Activity: Every entry must be transcribed exactly as written.

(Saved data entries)

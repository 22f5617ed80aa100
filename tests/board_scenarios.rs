//! Board scenarios through the public API: swaps, falls, cascades and overflow.

use matchtui::{
    Board, BoardConfig, BoardEvent, Coord, DropScheduler, EventKind, GameMode, GameState,
    PacingConfig,
};
use std::time::Duration;

const TICK: Duration = Duration::from_millis(50);

fn config() -> BoardConfig {
    BoardConfig {
        default_row_fill_count: 0,
        seed: Some(2024),
        ..BoardConfig::default()
    }
}

/// Board from rows listed top first, with a 1s spawn pace (200ms per fall step).
fn board(rows: &[&[i32]]) -> Board {
    let mut board = Board::from_rows(&config(), rows).unwrap();
    board.setup_speed(Duration::from_secs(1));
    board
}

fn kinds(events: &[BoardEvent]) -> Vec<EventKind> {
    events.iter().map(BoardEvent::kind).collect()
}

#[test]
fn test_dropped_tile_completes_a_row() {
    let mut board = board(&[&[0, 0, 0], &[0, 0, 0], &[0, 1, 1]]);
    let events = board.subscribe_to(&[EventKind::MatchesFound]);
    let mut scheduler = DropScheduler::new();

    assert!(board.place_tile(1, Coord::new(2, 0), true));
    assert!(board[Coord::new(2, 0)].moving);
    assert!(scheduler.run_until_settled(&mut board, TICK, 1_000));

    assert_eq!(board.to_rows(), vec![vec![0, 0, 0]; 3]);
    assert_eq!(
        events.drain(),
        vec![BoardEvent::MatchesFound(vec![
            Coord::new(0, 0),
            Coord::new(0, 1),
            Coord::new(0, 2),
        ])]
    );
}

#[test]
fn test_swap_match_drops_the_row_above() {
    let mut board = board(&[&[0, 0, 0], &[3, 1, 4], &[1, 2, 1]]);
    let events = board.subscribe();
    let mut scheduler = DropScheduler::new();

    assert!(board.swap_tiles(Coord::new(0, 1), Coord::new(1, 1), false));
    let seen = kinds(&events.drain());
    let matched = seen.iter().position(|k| *k == EventKind::MatchesFound);
    let swapped = seen.iter().position(|k| *k == EventKind::TilesSwapped);
    assert!(matched.is_some() && matched < swapped, "events: {seen:?}");

    assert_eq!(board.falling_tiles().len(), 3);
    assert!(scheduler.run_until_settled(&mut board, TICK, 1_000));
    assert_eq!(
        board.to_rows(),
        vec![vec![0, 0, 0], vec![0, 0, 0], vec![3, 2, 4]]
    );
}

#[test]
fn test_refused_swap_changes_nothing() {
    let mut board = board(&[&[0, 0, 0], &[0, 0, 0], &[1, 2, 1]]);
    let events = board.subscribe();
    assert!(!board.swap_tiles(Coord::new(1, 0), Coord::new(1, 1), false));
    assert!(!board.swap_tiles(Coord::new(0, 0), Coord::new(0, 7), false));
    assert!(events.drain().is_empty());
    assert_eq!(board.to_rows()[2], vec![1, 2, 1]);
}

#[test]
fn test_full_top_row_overflows() {
    let mut board = board(&[&[1, 2, 1]]);
    let events = board.subscribe_to(&[EventKind::Overflow]);
    assert!(!board.place_row(&[2, 2, 2]));
    assert_eq!(events.drain(), vec![BoardEvent::Overflow]);
    assert_eq!(board.to_rows(), vec![vec![1, 2, 1]]);
}

#[test]
fn test_detached_board_no_longer_propagates_falls() {
    let mut board = board(&[&[0, 2, 0], &[1, 1, 1]]);
    let events = board.subscribe();
    board.detach_listeners();
    assert!(!board.is_fall_propagation_attached());

    let cleared = board.resolve_matches(Coord::new(0, 0), None, false);
    assert_eq!(cleared.len(), 3);
    assert!(!board[Coord::new(1, 1)].moving);
    assert!(events.try_next().is_none());
}

#[test]
fn test_unsubscribed_listener_hears_nothing() {
    let mut board = board(&[&[0, 0, 0], &[1, 2, 1]]);
    let kept = board.subscribe();
    let dropped = board.subscribe();
    assert!(board.unsubscribe(dropped.id()));
    assert!(!board.unsubscribe(dropped.id()));

    board.place_tile(3, Coord::new(1, 0), false);
    assert!(dropped.try_next().is_none());
    assert_eq!(kinds(&kept.drain()), vec![EventKind::Changed]);
}

fn quick_pacing() -> PacingConfig {
    PacingConfig {
        start_speed: Duration::from_secs(1),
        start_delay: Duration::ZERO,
        ..PacingConfig::default()
    }
}

#[test]
fn test_endless_game_ends_when_a_column_overflows() {
    let config = BoardConfig {
        rows: 2,
        columns: 1,
        ..config()
    };
    let mut game = GameState::new(GameMode::Endless, &config, &quick_pacing()).unwrap();

    for _ in 0..1_000 {
        if game.is_over() {
            break;
        }
        game.tick(Duration::from_millis(100));
    }
    assert!(game.is_over());
    assert!(game.board().to_rows().iter().all(|row| row[0] > 0));

    let elapsed = game.elapsed();
    game.tick(Duration::from_secs(5));
    assert_eq!(game.elapsed(), elapsed);
}

#[test]
fn test_fidget_game_never_spawns() {
    let config = BoardConfig {
        default_row_fill_count: 2,
        ..config()
    };
    let mut game = GameState::new(GameMode::Fidget, &config, &quick_pacing()).unwrap();
    let before = game.board().to_rows();
    for _ in 0..200 {
        game.tick(Duration::from_millis(100));
    }
    assert_eq!(game.board().to_rows(), before);
    assert!(!game.is_over());
}
//! Match detector: axis run scans and match resolution.

use crate::board::{Board, Coord, Direction, EMPTY};
use crate::events::BoardEvent;
use tracing::info;

impl Board {
    /// Horizontal run through `origin`, or nothing when shorter than the match length.
    pub fn matches_horizontal(&self, origin: Coord) -> Vec<Coord> {
        self.scan_axis(origin, Direction::Left, Direction::Right)
    }

    /// Vertical run through `origin`, or nothing when shorter than the match length.
    pub fn matches_vertical(&self, origin: Coord) -> Vec<Coord> {
        self.scan_axis(origin, Direction::Below, Direction::Above)
    }

    fn scan_axis(&self, origin: Coord, back: Direction, forward: Direction) -> Vec<Coord> {
        let Some(tile) = self.get(origin) else {
            return Vec::new();
        };
        // Empty cells never start a run, nor do blocked ones.
        if !tile.is_filled() {
            return Vec::new();
        }
        let value = tile.value;
        let mut run = vec![origin];
        for dir in [back, forward] {
            let mut cursor = origin;
            while let Some(next) = self.neighbor(cursor, dir) {
                let t = &self[next];
                if t.value != value || t.moving {
                    break;
                }
                run.push(next);
                cursor = next;
            }
        }
        if run.len() < self.tiles_required_to_match() {
            run.clear();
        }
        run
    }

    /// Every coordinate matched through `a` (and `b`, when given), sorted and de-duplicated.
    ///
    /// Unless `dry_run`, the matched cells are cleared and `Changed` then `MatchesFound`
    /// are published with the set.
    pub fn resolve_matches(&mut self, a: Coord, b: Option<Coord>, dry_run: bool) -> Vec<Coord> {
        let mut matched = self.matches_horizontal(a);
        matched.extend(self.matches_vertical(a));
        if let Some(b) = b {
            matched.extend(self.matches_horizontal(b));
            matched.extend(self.matches_vertical(b));
        }
        matched.sort_unstable();
        matched.dedup();

        if dry_run || matched.is_empty() {
            return matched;
        }

        for &c in &matched {
            let tile = &mut self[c];
            tile.value = EMPTY;
            tile.moving = false;
            tile.pending_drop = None;
        }
        info!(count = matched.len(), at = %a, "matched");
        self.notify(BoardEvent::Changed(matched.clone()));
        self.notify(BoardEvent::MatchesFound(matched.clone()));
        matched
    }
}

Solution:
repository 22f5617ed80aa100
filename tests/board_scenarios.rs
//! Board scenarios through the public API: swaps, falls, cascades and overflow.

use matchtui::{
    Board, BoardConfig, BoardEvent, Coord, DropScheduler, EventKind, GameMode, GameState,
    PacingConfig,
};
use std::time::Duration;

const TICK: Duration = Duration::from_millis(50);

fn config() -> BoardConfig {
    BoardConfig {
        default_row_fill_count: 0,
        seed: Some(2024),
        ..BoardConfig::default()
    }
}

/// Board from rows listed top first, with a 1s spawn pace (200ms per fall step).
fn board(rows: &[&[i32]]) -> Board {
    let mut board = Board::from_rows(&config(), rows).unwrap();
    board.setup_speed(Duration::from_secs(1));
    board
}

fn kinds(events: &[BoardEvent]) -> Vec<EventKind> {
    events.iter().map(BoardEvent::kind).collect()
}

#[test]
fn test_dropped_tile_completes_a_row() {
    let mut board = board(&[&[0, 0, 0], &[0, 0, 0], &[0, 1, 1]]);
    let events = board.subscribe_to(&[EventKind::MatchesFound]);
    let mut scheduler = DropScheduler::new();

    assert!(board.place_tile(1, Coord::new(2, 0), true));
    assert!(board[Coord::new(2, 0)].moving);
    assert!(scheduler.run_until_settled(&mut board, TICK, 1_000));

    assert_eq!(board.to_rows(), vec![vec![0, 0, 0]; 3]);
    assert_eq!(
        events.drain(),
        vec![BoardEvent::MatchesFound(vec![
            Coord::new(0, 0),
            Coord::new(0, 1),
            Coord::new(0, 2),
        ])]
    );
}

#[test]
fn test_swap_match_drops_the_row_above() {
    let mut board = board(&[&[0, 0, 0], &[3, 1, 4], &[1, 2, 1]]);
    let events = board.subscribe();
    let mut scheduler = DropScheduler::new();

    assert!(board.swap_tiles(Coord::new(0, 1), Coord::new(1, 1), false));
    let seen = kinds(&events.drain());
    let matched = seen.iter().position(|k| *k == EventKind::MatchesFound);
    let swapped = seen.iter().position(|k| *k == EventKind::TilesSwapped);
    assert!(matched.is_some() && matched < swapped, "events: {seen:?}");

    assert_eq!(board.falling_tiles().len(), 3);
    assert!(scheduler.run_until_settled(&mut board, TICK, 1_000));
    assert_eq!(
        board.to_rows(),
        vec![vec![0, 0, 0], vec![0, 0, 0], vec![3, 2, 4]]
    );
}

#[test]
fn test_refused_swap_changes_nothing() {
    let mut board = board(&[&[0, 0, 0], &[0, 0, 0], &[1, 2, 1]]);
    let events = board.subscribe();
    assert!(!board.swap_tiles(Coord::new(1, 0), Coord::new(1, 1), false));
    assert!(!board.swap_tiles(Coord::new(0, 0), Coord::new(0, 7), false));
    assert!(events.drain().is_empty());
    assert_eq!(board.to_rows()[2], vec![1, 2, 1]);
}

#[test]
fn test_full_top_row_overflows() {
    let mut board = board(&[&[1, 2, 1]]);
    let events = board.subscribe_to(&[EventKind::Overflow]);
    assert!(!board.place_row(&[2, 2, 2]));
    assert_eq!(events.drain(), vec![BoardEvent::Overflow]);
    assert_eq!(board.to_rows(), vec![vec![1, 2, 1]]);
}

#[test]
fn test_detached_board_no_longer_propagates_falls() {
    let mut board = board(&[&[0, 2, 0], &[1, 1, 1]]);
    let events = board.subscribe();
    board.detach_listeners();
    assert!(!board.is_fall_propagation_attached());

    let cleared = board.resolve_matches(Coord::new(0, 0), None, false);
    assert_eq!(cleared.len(), 3);
    assert!(!board[Coord::new(1, 1)].moving);
    assert!(events.try_next().is_none());
}

#[test]
fn test_unsubscribed_listener_hears_nothing() {
    let mut board = board(&[&[0, 0, 0], &[1, 2, 1]]);
    let kept = board.subscribe();
    let dropped = board.subscribe();
    assert!(board.unsubscribe(dropped.id()));
    assert!(!board.unsubscribe(dropped.id()));

    board.place_tile(3, Coord::new(1, 0), false);
    assert!(dropped.try_next().is_none());
    assert_eq!(kinds(&kept.drain()), vec![EventKind::Changed]);
}

fn quick_pacing() -> PacingConfig {
    PacingConfig {
        start_speed: Duration::from_secs(1),
        start_delay: Duration::ZERO,
        ..PacingConfig::default()
    }
}

#[test]
fn test_endless_game_ends_when_a_column_overflows() {
    let config = BoardConfig {
        rows: 2,
        columns: 1,
        ..config()
    };
    let mut game = GameState::new(GameMode::Endless, &config, &quick_pacing()).unwrap();

    for _ in 0..1_000 {
        if game.is_over() {
            break;
        }
        game.tick(Duration::from_millis(100));
    }
    assert!(game.is_over());
    assert!(game.board().to_rows().iter().all(|row| row[0] > 0));

    let elapsed = game.elapsed();
    game.tick(Duration::from_secs(5));
    assert_eq!(game.elapsed(), elapsed);
}

#[test]
fn test_fidget_game_never_spawns() {
    let config = BoardConfig {
        default_row_fill_count: 2,
        ..config()
    };
    let mut game = GameState::new(GameMode::Fidget, &config, &quick_pacing()).unwrap();
    let before = game.board().to_rows();
    for _ in 0..200 {
        game.tick(Duration::from_millis(100));
    }
    assert_eq!(game.board().to_rows(), before);
    assert!(!game.is_over());
}
//! Match detector: axis run scans and match resolution.

use crate::board::{Board, Coord, Direction, EMPTY};
use crate::events::BoardEvent;
use tracing::info;

impl Board {
    /// Horizontal run through `origin`, or nothing when shorter than the match length.
    pub fn matches_horizontal(&self, origin: Coord) -> Vec<Coord> {
        self.scan_axis(origin, Direction::Left, Direction::Right)
    }

    /// Vertical run through `origin`, or nothing when shorter than the match length.
    pub fn matches_vertical(&self, origin: Coord) -> Vec<Coord> {
        self.scan_axis(origin, Direction::Below, Direction::Above)
    }

    fn scan_axis(&self, origin: Coord, back: Direction, forward: Direction) -> Vec<Coord> {
        let Some(tile) = self.get(origin) else {
            return Vec::new();
        };
        // Empty cells never start a run, nor do blocked ones.
        if !tile.is_filled() {
            return Vec::new();
        }
        let value = tile.value;
        let mut run = vec![origin];
        for dir in [back, forward] {
            let mut cursor = origin;
            while let Some(next) = self.neighbor(cursor, dir) {
                let t = &self[next];
                if t.value != value || t.moving {
                    break;
                }
                run.push(next);
                cursor = next;
            }
        }
        if run.len() < self.tiles_required_to_match() {
            run.clear();
        }
        run
    }

    /// Every coordinate matched through `a` (and `b`, when given), sorted and de-duplicated.
    ///
    /// Unless `dry_run`, the matched cells are cleared and `Changed` then `MatchesFound`
    /// are published with the set.
    pub fn resolve_matches(&mut self, a: Coord, b: Option<Coord>, dry_run: bool) -> Vec<Coord> {
        let mut matched = self.matches_horizontal(a);
        matched.extend(self.matches_vertical(a));
        if let Some(b) = b {
            matched.extend(self.matches_horizontal(b));
            matched.extend(self.matches_vertical(b));
        }
        matched.sort_unstable();
        matched.dedup();

        if dry_run || matched.is_empty() {
            return matched;
        }

        for &c in &matched {
            let tile = &mut self[c];
            tile.value = EMPTY;
            tile.moving = false;
            tile.pending_drop = None;
        }
        info!(count = matched.len(), at = %a, "matched");
        self.notify(BoardEvent::Changed(matched.clone()));
        self.notify(BoardEvent::MatchesFound(matched.clone()));
        matched
    }
}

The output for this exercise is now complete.